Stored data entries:
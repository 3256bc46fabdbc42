//! Named identity registry.
//!
//! Host-side registry of live handles keyed by name, for chains constructed
//! from a name rather than a captured reference. Stores only weak
//! references: registration never extends a handle's lifetime.

use crate::builder::ChainBuilder;
use crate::identity::IdentityRef;
use dashmap::DashMap;
use std::sync::{Arc, Weak};
use taskchain_sched::ContextScheduler;

/// Concurrent name-to-handle registry.
pub struct IdentityRegistry<S> {
    entries: DashMap<String, Weak<S>>,
}

impl<S> IdentityRegistry<S>
where
    S: Send + Sync + 'static,
{
    /// Create an empty registry.
    #[must_use]
    pub fn new() -> Self {
        Self {
            entries: DashMap::new(),
        }
    }

    /// Register `handle` under `name`, replacing any previous entry.
    pub fn register(&self, name: impl Into<String>, handle: &Arc<S>) {
        self.entries.insert(name.into(), Arc::downgrade(handle));
    }

    /// Remove the entry for `name`. Returns whether an entry existed.
    pub fn remove(&self, name: &str) -> bool {
        self.entries.remove(name).is_some()
    }

    /// Resolve `name` to a live handle.
    #[must_use]
    pub fn resolve(&self, name: &str) -> Option<Arc<S>> {
        self.entries.get(name).and_then(|entry| entry.upgrade())
    }

    /// Get a lookup-only reference for `name`, if registered. The reference
    /// stays bound to the handle registered at call time.
    #[must_use]
    pub fn identity(&self, name: &str) -> Option<IdentityRef<S>> {
        self.entries
            .get(name)
            .map(|entry| IdentityRef::from_weak(entry.value().clone()))
    }

    /// Drop entries whose handles are gone. Returns how many were removed.
    pub fn prune(&self) -> usize {
        let before = self.entries.len();
        self.entries.retain(|_, target| target.strong_count() > 0);
        before.saturating_sub(self.entries.len())
    }

    /// Number of entries, stale ones included.
    #[must_use]
    pub fn len(&self) -> usize {
        self.entries.len()
    }

    /// Check whether the registry has no entries.
    #[must_use]
    pub fn is_empty(&self) -> bool {
        self.entries.is_empty()
    }
}

impl<S> Default for IdentityRegistry<S>
where
    S: Send + Sync + 'static,
{
    fn default() -> Self {
        Self::new()
    }
}

impl<S> std::fmt::Debug for IdentityRegistry<S> {
    fn fmt(&self, f: &mut std::fmt::Formatter<'_>) -> std::fmt::Result {
        f.debug_struct("IdentityRegistry")
            .field("entries", &self.entries.len())
            .finish()
    }
}

impl ChainBuilder<()> {
    /// Chain whose first link resolves `name` through `registry` on the
    /// primary context, aborting when the name is unregistered or stale.
    #[must_use]
    pub fn for_name<S>(
        scheduler: Arc<dyn ContextScheduler>,
        registry: Arc<IdentityRegistry<S>>,
        name: impl Into<String>,
    ) -> ChainBuilder<Arc<S>>
    where
        S: Send + Sync + 'static,
    {
        let name = name.into();
        Self::for_lookup(scheduler, move || registry.resolve(&name))
    }
}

- PROBLEM DESCRIPTION
The required output is every line above from the one with "pub fn resolve(&self, name: &str)" down to the one with "Chain whose first", restated word for word, ends included.

- ANSWER SPACE
    pub fn resolve(&self, name: &str) -> Option<Arc<S>> {
        self.entries.get(name).and_then(|entry| entry.upgrade())
    }

    /// Get a lookup-only reference for `name`, if registered. The reference
    /// stays bound to the handle registered at call time.
    #[must_use]
    pub fn identity(&self, name: &str) -> Option<IdentityRef<S>> {
        self.entries
            .get(name)
            .map(|entry| IdentityRef::from_weak(entry.value().clone()))
    }

    /// Drop entries whose handles are gone. Returns how many were removed.
    pub fn prune(&self) -> usize {
        let before = self.entries.len();
        self.entries.retain(|_, target| target.strong_count() > 0);
        before.saturating_sub(self.entries.len())
    }

    /// Number of entries, stale ones included.
    #[must_use]
    pub fn len(&self) -> usize {
        self.entries.len()
    }

    /// Check whether the registry has no entries.
    #[must_use]
    pub fn is_empty(&self) -> bool {
        self.entries.is_empty()
    }
}

impl<S> Default for IdentityRegistry<S>
where
    S: Send + Sync + 'static,
{
    fn default() -> Self {
        Self::new()
    }
}

impl<S> std::fmt::Debug for IdentityRegistry<S> {
    fn fmt(&self, f: &mut std::fmt::Formatter<'_>) -> std::fmt::Result {
        f.debug_struct("IdentityRegistry")
            .field("entries", &self.entries.len())
            .finish()
    }
}

impl ChainBuilder<()> {
    /// Chain whose first link resolves `name` through `registry` on the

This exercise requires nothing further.